Search the entries below for the word "stored" and copy every line where it appears.

-- Opening Marker --

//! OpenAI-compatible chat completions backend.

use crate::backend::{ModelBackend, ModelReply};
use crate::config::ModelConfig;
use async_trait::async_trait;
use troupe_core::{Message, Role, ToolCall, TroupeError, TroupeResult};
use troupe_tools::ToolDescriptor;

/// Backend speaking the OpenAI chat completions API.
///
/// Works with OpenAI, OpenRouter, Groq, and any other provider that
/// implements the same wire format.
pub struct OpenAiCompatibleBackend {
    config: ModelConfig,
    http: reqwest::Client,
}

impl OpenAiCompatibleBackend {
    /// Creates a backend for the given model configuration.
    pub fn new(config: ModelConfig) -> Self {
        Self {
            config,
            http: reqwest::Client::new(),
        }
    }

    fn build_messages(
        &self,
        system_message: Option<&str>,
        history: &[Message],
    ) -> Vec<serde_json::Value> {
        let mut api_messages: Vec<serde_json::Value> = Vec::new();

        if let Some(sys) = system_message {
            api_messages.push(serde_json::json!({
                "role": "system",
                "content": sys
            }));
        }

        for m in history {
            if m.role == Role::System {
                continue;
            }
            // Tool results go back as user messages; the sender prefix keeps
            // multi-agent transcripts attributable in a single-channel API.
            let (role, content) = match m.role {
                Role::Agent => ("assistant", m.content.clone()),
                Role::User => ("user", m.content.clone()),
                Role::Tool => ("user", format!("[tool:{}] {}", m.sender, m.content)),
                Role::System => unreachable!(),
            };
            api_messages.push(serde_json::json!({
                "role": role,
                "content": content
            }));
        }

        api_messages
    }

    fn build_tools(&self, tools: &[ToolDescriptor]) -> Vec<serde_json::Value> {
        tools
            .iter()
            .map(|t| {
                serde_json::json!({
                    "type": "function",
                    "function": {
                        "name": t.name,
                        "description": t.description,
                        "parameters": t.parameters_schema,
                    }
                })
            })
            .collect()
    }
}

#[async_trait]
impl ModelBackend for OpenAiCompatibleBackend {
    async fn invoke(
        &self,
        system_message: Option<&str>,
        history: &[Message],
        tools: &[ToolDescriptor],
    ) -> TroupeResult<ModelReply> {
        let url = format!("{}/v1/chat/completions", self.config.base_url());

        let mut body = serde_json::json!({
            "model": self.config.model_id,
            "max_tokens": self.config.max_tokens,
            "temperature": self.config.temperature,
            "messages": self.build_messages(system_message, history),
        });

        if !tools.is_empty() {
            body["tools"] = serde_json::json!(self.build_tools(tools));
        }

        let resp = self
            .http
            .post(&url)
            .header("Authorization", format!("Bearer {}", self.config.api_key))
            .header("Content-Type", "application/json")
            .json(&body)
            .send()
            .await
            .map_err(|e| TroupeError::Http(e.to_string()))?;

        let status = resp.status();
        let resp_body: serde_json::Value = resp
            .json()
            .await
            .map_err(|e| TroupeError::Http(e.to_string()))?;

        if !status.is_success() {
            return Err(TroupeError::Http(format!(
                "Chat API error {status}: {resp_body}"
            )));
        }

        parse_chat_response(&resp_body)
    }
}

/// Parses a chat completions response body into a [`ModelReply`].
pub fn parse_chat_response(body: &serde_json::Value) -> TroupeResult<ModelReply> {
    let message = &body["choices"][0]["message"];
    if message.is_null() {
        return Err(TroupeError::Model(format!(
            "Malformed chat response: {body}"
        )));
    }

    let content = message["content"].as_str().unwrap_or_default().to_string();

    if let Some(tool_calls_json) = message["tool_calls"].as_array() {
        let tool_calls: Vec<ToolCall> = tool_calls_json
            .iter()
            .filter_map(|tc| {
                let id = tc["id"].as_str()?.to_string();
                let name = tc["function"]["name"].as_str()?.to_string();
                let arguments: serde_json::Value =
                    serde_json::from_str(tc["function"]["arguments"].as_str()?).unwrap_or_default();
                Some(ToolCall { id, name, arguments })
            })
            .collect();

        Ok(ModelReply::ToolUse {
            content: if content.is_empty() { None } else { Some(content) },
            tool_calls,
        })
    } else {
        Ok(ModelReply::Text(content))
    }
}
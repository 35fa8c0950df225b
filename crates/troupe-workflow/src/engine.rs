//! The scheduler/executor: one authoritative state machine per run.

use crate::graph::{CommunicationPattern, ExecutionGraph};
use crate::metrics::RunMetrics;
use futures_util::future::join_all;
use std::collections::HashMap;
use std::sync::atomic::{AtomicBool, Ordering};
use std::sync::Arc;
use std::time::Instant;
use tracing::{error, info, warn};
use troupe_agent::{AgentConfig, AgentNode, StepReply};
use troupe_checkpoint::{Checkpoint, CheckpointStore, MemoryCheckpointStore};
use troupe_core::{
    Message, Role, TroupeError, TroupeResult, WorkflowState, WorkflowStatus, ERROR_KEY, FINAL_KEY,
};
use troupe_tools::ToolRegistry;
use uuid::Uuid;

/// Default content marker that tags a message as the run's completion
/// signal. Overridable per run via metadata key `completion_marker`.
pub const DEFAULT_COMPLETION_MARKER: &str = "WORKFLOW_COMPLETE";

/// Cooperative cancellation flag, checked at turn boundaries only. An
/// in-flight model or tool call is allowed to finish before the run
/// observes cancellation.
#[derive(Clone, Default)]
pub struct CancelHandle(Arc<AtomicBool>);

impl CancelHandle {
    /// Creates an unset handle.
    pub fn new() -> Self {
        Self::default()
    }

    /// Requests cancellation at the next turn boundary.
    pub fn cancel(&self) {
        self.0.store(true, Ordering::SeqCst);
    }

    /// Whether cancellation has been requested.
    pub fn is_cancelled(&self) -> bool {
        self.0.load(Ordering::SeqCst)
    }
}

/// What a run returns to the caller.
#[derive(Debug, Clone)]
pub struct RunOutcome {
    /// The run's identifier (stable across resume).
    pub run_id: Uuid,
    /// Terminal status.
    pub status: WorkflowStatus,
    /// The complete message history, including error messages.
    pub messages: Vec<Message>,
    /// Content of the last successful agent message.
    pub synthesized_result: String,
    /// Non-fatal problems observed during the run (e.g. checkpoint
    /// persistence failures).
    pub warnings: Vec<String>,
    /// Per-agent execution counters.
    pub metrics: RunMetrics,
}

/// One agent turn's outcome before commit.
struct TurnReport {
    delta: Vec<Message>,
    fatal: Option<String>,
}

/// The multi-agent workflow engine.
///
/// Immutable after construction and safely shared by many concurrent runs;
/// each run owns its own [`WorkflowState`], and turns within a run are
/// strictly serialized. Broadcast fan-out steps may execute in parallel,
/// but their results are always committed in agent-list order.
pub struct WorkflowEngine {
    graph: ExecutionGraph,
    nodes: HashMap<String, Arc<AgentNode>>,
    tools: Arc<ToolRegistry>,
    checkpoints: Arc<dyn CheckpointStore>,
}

-- Closing Marker --
-- Opening Marker --

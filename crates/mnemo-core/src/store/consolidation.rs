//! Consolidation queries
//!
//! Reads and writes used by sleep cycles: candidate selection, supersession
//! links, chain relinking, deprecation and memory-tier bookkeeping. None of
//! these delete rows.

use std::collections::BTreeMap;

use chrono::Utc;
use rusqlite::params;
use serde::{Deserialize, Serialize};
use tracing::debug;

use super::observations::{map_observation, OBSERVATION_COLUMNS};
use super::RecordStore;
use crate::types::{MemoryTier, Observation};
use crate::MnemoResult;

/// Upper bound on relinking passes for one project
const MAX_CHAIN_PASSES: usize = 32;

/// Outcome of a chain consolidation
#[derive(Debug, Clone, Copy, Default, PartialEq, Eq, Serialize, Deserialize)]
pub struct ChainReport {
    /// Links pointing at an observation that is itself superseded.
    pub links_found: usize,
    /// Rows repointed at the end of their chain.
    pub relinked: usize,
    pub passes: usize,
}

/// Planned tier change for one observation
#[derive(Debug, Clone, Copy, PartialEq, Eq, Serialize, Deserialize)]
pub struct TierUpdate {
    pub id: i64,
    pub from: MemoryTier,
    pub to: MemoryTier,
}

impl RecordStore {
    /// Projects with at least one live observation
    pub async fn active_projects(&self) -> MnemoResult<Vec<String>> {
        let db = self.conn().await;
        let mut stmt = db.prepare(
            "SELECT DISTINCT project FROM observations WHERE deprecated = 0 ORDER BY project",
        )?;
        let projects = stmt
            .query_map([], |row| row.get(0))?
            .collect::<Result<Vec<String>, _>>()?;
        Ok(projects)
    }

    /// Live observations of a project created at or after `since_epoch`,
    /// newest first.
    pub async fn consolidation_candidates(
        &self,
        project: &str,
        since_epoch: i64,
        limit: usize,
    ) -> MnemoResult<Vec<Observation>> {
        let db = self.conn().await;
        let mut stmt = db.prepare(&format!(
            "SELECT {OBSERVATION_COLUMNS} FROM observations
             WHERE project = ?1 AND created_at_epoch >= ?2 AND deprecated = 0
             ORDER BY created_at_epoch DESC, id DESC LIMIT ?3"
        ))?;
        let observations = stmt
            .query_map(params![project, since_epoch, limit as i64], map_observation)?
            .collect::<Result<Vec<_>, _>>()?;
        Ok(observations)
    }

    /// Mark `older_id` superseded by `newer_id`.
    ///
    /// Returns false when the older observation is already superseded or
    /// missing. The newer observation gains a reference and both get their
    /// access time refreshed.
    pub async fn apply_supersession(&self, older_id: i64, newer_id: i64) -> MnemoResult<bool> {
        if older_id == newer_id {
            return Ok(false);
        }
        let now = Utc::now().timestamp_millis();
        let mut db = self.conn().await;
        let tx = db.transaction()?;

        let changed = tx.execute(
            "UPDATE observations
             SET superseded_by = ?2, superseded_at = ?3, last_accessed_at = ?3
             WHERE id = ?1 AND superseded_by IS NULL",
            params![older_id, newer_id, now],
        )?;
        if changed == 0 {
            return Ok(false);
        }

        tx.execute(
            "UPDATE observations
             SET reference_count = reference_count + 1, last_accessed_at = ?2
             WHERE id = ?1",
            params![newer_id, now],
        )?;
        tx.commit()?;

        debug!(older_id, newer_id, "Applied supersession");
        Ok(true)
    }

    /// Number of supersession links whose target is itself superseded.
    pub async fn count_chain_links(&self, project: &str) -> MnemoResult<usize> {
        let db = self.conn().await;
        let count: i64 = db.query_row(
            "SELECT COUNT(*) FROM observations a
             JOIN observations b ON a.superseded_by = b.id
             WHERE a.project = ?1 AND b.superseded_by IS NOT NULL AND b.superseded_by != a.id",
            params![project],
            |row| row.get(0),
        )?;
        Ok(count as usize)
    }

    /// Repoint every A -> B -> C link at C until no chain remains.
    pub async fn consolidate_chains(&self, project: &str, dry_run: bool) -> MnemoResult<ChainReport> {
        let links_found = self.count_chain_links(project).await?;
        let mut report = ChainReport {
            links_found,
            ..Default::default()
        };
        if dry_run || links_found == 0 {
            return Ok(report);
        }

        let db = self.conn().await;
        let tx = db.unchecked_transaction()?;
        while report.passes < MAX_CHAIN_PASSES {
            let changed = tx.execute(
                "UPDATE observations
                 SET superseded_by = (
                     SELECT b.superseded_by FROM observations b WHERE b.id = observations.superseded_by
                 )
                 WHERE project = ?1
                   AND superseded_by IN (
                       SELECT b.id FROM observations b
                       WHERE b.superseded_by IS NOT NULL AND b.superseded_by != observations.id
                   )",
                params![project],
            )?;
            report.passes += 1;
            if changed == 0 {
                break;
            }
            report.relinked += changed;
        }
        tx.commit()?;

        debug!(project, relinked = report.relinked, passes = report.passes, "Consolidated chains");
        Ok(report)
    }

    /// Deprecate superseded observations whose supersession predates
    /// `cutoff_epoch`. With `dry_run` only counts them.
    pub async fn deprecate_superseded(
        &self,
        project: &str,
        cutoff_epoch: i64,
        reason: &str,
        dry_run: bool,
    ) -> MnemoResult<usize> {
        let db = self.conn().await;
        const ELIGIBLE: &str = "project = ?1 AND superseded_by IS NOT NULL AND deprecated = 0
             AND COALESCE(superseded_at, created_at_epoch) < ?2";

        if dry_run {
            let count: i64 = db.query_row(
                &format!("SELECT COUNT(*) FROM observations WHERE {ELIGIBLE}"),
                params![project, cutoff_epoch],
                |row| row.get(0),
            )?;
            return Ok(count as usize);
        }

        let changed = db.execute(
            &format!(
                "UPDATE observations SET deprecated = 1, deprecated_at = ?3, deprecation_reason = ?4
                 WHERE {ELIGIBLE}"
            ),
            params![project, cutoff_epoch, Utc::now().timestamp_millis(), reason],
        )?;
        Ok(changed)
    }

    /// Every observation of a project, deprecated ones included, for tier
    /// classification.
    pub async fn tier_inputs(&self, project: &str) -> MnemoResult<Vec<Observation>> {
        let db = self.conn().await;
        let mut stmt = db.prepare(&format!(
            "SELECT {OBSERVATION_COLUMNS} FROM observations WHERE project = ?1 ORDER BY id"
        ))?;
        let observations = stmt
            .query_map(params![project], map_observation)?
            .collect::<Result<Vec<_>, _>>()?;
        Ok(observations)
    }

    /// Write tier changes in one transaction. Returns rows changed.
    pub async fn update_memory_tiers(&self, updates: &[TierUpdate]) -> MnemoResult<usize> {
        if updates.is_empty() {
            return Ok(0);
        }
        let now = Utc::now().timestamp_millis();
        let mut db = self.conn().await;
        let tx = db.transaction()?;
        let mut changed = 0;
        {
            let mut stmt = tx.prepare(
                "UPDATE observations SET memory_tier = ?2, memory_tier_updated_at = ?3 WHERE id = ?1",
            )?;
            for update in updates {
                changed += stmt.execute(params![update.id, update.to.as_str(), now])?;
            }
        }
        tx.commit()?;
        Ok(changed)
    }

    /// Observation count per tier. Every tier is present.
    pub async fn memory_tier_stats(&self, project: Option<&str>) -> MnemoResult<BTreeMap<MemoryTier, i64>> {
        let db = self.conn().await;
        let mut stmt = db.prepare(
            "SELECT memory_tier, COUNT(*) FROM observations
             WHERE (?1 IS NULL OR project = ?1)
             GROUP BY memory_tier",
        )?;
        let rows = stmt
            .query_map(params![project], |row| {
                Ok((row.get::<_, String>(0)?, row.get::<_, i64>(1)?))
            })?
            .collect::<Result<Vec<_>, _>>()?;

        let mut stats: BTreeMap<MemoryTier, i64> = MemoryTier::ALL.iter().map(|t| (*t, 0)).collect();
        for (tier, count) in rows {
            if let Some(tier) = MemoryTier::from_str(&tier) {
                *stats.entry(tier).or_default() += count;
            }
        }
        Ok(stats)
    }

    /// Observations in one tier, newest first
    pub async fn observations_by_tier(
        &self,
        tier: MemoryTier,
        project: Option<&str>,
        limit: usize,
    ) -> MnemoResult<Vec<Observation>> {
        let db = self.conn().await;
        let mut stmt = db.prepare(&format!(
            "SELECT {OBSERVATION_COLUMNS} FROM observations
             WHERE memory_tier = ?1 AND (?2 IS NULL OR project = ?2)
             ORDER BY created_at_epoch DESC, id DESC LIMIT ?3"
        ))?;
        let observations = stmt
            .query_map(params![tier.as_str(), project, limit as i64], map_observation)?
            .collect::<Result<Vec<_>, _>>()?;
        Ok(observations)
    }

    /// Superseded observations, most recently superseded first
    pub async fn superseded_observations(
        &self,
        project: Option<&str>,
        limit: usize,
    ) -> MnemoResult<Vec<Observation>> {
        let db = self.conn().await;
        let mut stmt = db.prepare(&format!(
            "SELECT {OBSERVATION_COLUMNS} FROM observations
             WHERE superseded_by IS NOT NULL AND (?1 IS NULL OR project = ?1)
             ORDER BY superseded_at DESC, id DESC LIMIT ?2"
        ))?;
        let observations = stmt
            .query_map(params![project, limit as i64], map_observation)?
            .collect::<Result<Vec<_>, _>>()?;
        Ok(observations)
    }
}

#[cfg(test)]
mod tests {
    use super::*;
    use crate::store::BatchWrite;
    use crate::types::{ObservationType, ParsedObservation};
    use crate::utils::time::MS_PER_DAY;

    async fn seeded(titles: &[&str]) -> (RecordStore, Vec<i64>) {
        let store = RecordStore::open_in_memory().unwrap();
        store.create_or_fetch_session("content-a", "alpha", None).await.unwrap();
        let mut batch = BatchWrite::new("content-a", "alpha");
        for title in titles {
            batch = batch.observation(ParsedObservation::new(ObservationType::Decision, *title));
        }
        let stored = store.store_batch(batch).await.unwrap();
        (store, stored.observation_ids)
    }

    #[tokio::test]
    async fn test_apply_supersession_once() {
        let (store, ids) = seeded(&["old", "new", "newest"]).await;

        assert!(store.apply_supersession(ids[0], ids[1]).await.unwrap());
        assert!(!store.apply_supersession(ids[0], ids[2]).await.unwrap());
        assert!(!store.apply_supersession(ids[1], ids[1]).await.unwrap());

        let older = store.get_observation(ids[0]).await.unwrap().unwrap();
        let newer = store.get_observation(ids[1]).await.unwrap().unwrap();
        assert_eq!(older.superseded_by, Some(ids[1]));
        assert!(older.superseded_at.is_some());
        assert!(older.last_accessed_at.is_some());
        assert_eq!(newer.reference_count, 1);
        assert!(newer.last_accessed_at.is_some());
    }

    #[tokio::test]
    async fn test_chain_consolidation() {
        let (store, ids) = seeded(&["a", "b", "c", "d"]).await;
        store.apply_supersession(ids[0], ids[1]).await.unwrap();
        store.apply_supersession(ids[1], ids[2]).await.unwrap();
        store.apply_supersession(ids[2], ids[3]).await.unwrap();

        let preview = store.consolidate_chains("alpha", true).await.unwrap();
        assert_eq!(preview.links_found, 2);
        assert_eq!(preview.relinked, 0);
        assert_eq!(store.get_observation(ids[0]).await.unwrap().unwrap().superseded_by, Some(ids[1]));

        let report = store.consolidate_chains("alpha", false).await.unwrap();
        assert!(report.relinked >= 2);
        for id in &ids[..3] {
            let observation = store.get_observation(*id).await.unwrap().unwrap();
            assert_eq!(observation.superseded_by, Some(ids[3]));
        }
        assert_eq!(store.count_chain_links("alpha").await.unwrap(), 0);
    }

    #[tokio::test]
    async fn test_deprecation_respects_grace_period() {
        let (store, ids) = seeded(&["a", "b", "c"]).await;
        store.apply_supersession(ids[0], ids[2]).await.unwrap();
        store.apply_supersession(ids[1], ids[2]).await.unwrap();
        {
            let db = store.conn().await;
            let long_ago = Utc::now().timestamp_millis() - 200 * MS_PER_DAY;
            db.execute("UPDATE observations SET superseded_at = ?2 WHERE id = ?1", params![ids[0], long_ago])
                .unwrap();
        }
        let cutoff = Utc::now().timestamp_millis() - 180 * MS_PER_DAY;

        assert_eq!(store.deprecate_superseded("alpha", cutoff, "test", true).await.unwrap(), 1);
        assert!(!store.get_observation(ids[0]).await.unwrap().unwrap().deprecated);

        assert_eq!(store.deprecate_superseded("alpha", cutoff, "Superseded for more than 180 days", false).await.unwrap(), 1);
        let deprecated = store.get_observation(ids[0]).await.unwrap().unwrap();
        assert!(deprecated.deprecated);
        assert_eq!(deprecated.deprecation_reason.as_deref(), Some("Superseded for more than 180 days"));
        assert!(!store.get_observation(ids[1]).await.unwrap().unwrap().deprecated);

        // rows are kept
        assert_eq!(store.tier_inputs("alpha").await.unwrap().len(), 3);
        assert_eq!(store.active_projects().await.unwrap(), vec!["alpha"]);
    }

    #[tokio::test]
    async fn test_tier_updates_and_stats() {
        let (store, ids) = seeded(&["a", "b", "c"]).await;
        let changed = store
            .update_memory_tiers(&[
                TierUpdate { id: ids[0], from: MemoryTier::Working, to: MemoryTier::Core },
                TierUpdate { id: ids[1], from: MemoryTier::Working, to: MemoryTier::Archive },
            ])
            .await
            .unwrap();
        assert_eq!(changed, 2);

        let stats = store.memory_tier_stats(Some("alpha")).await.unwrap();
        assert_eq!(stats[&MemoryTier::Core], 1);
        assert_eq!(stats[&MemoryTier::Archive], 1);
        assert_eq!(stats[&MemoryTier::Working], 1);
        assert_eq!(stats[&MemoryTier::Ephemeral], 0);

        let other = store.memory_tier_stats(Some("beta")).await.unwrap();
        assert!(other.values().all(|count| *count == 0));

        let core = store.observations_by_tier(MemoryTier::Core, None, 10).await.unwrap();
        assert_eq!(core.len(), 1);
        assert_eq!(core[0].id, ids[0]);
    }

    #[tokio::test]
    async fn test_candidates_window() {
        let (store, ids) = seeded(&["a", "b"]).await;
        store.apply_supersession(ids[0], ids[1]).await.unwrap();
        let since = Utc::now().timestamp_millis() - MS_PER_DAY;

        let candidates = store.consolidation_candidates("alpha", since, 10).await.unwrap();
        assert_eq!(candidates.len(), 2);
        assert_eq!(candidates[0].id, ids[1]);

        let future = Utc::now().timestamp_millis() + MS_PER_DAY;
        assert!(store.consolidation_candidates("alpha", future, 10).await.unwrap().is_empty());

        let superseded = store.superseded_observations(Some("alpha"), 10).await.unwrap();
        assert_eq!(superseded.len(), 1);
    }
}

-- Closing Marker --

» **Reply**
        let stored = store.store_batch(batch).await.unwrap();
        (store, stored.observation_ids)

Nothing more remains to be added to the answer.